Fluorine Doping Mediated Epitaxial Growth of NaREF4 on TiO2 for Boosting NIR Light Utilization in Bioimaging and Photodynamic Therapy

Abstract By integrating TiO 2 with rare earth upconversion nanocrystals (NaREF 4 ), efficient energy transfer can be achieved between the two subunits under near‐infrared (NIR) excitation, which hold tremendous potential in the fields of photocatalysis, photodynamic therapy (PDT), etc. However, in the previous studies, the combination of TiO 2 with NaREF 4 is a non‐epitaxial random blending mode, resulting in a diminished energy transfer efficiency between the NaREF 4 and TiO 2 . Herein, we present a fluorine doping‐mediated epitaxial growth strategy for the synthesis of TiO 2 ‐NaREF 4 heteronanocrystals (HNCs). Due to the epitaxial growth connection, NaREF 4 can transfer energy through phonon‐assisted pathway to TiO 2 , which is more efficient than the traditional indirect secondary photon excitation. Additionally, F doping brings oxygen vacancies in the TiO 2 subunit, which further introduces new impurity energy levels in the intrinsic band gap of TiO 2 subunit, and facilitates the energy transfer through phonon‐assisted method from NaREF 4 to TiO 2 . As a proof of concept, TiO 2 ‐NaGdF 4 : Yb,Tm@NaYF 4 @NaGdF 4 : Nd@NaYF 4 HNCs were rationally constructed.
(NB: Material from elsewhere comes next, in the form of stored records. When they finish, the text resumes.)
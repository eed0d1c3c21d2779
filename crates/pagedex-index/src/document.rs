//! Document tree model.
//!
//! Pages arrive as serialized JSON trees produced by the editor. Every node is
//! an object of the form
//!
//! ```json
//! { "type": "paragraph", "id": "b1", "attrs": {}, "content": [ ... ] }
//! ```
//!
//! Text leaves use `"type": "text"` with a `"text"` field. Inline references
//! are `pageRef` nodes (`attrs.pageId`, optional `attrs.label`) and `blockRef`
//! nodes (`attrs.pageId`, `attrs.blockId`, optional `attrs.snippet`). The
//! root may be a single node or an array of top-level nodes.
//!
//! Parsing produces a tagged-union [`Node`] tree that the extractors walk
//! without having to re-inspect raw JSON.

use serde::Deserialize;
use serde_json::{Map, Value};
use thiserror::Error;

/// Node type of inline text leaves.
pub const TEXT_TYPE: &str = "text";

/// Node type of whole-page references.
pub const PAGE_REF_TYPE: &str = "pageRef";

/// Node type of block (unit) references.
pub const BLOCK_REF_TYPE: &str = "blockRef";

/// Errors that can occur while parsing a serialized document.
#[derive(Error, Debug)]
pub enum DocumentError {
    #[error("Invalid document JSON: {0}")]
    InvalidJson(#[from] serde_json::Error),

    #[error("Node at {path} has no type")]
    MissingType { path: String },

    #[error("{kind} node at {path} is missing attribute '{attr}'")]
    MissingAttribute {
        kind: String,
        path: String,
        attr: &'static str,
    },
}

/// A parsed document node.
#[derive(Debug, Clone, PartialEq)]
pub enum Node {
    /// Any node that holds ordered children (paragraphs, lists, tables...).
    Container {
        kind: String,
        id: Option<String>,
        children: Vec<Node>,
    },
    /// Inline text.
    Text(String),
    /// Reference to a whole page.
    PageRef {
        page_id: String,
        label: Option<String>,
    },
    /// Reference to a single block of a page.
    BlockRef {
        page_id: String,
        block_id: String,
        snippet: Option<String>,
    },
}

impl Node {
    /// Type name of this node as it appears in the serialized tree.
    pub fn kind(&self) -> &str {
        match self {
            Node::Container { kind, .. } => kind,
            Node::Text(_) => TEXT_TYPE,
            Node::PageRef { .. } => PAGE_REF_TYPE,
            Node::BlockRef { .. } => BLOCK_REF_TYPE,
        }
    }

    /// Children of a container node, empty for leaves.
    pub fn children(&self) -> &[Node] {
        match self {
            Node::Container { children, .. } => children,
            _ => &[],
        }
    }

    /// Convenience constructor for containers.
    pub fn container(kind: impl Into<String>, id: Option<&str>, children: Vec<Node>) -> Self {
        Node::Container {
            kind: kind.into(),
            id: id.map(str::to_string),
            children,
        }
    }

    /// Convenience constructor for text leaves.
    pub fn text(text: impl Into<String>) -> Self {
        Node::Text(text.into())
    }
}

/// A parsed page tree.
#[derive(Debug, Clone, Default, PartialEq)]
pub struct Document {
    /// Top-level nodes in document order.
    pub roots: Vec<Node>,
}

impl Document {
    /// Build a document from already-constructed nodes.
    pub fn new(roots: Vec<Node>) -> Self {
        Self { roots }
    }

    /// Parse a serialized tree.
    pub fn parse(json: &str) -> Result<Self, DocumentError> {
        let value: Value = serde_json::from_str(json)?;
        Self::from_value(value)
    }

    /// Build a document from a JSON value.
    ///
    /// Nesting depth is bounded by serde_json's recursion limit, so the
    /// conversion below cannot overflow the stack on hostile input.
    pub fn from_value(value: Value) -> Result<Self, DocumentError> {
        let raw: Vec<RawNode> = match value {
            Value::Array(_) => serde_json::from_value(value)?,
            other => vec![serde_json::from_value(other)?],
        };

        let roots = raw
            .into_iter()
            .enumerate()
            .map(|(i, node)| node.into_node(format!("/{}", i)))
            .collect::<Result<Vec<_>, _>>()?;

        Ok(Self { roots })
    }
}

/// Wire form of a node before validation.
#[derive(Deserialize)]
struct RawNode {
    #[serde(rename = "type")]
    kind: Option<String>,
    id: Option<String>,
    text: Option<String>,
    attrs: Option<Map<String, Value>>,
    #[serde(default)]
    content: Option<Vec<RawNode>>,
}

impl RawNode {
    fn into_node(self, path: String) -> Result<Node, DocumentError> {
        let kind = self
            .kind
            .filter(|k| !k.is_empty())
            .ok_or_else(|| DocumentError::MissingType { path: path.clone() })?;
        let attrs = self.attrs.unwrap_or_default();

        match kind.as_str() {
            TEXT_TYPE => Ok(Node::Text(self.text.unwrap_or_default())),
            PAGE_REF_TYPE => Ok(Node::PageRef {
                page_id: required_attr(&attrs, "pageId", &kind, &path)?,
                label: string_attr(&attrs, "label"),
            }),
            BLOCK_REF_TYPE => Ok(Node::BlockRef {
                page_id: required_attr(&attrs, "pageId", &kind, &path)?,
                block_id: required_attr(&attrs, "blockId", &kind, &path)?,
                snippet: string_attr(&attrs, "snippet"),
            }),
            _ => {
                let id = self
                    .id
                    .filter(|id| !id.is_empty())
                    .or_else(|| string_attr(&attrs, "id"));
                let children = self
                    .content
                    .unwrap_or_default()
                    .into_iter()
                    .enumerate()
                    .map(|(i, child)| child.into_node(format!("{}/{}", path, i)))
                    .collect::<Result<Vec<_>, _>>()?;
                Ok(Node::Container { kind, id, children })
            }
        }
    }
}

fn string_attr(attrs: &Map<String, Value>, name: &str) -> Option<String> {
    attrs
        .get(name)
        .and_then(Value::as_str)
        .filter(|s| !s.is_empty())
        .map(str::to_string)
}

fn required_attr(
    attrs: &Map<String, Value>,
    name: &'static str,
    kind: &str,
    path: &str,
) -> Result<String, DocumentError> {
    string_attr(attrs, name).ok_or_else(|| DocumentError::MissingAttribute {
        kind: kind.to_string(),
        path: path.to_string(),
        attr: name,
    })
}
Taking advantage of the dual‐model up‐ and downconversion luminescence of the delicately designed multi‐shell structured NaREF 4 subunit, highly efficient photo‐response capability of the F‐doped TiO 2 subunit and the efficient phonon‐assisted energy transfer between them, the prepared HNCs provide a distinctive nanoplatform for bioimaging‐guided NIR‐triggered PDT.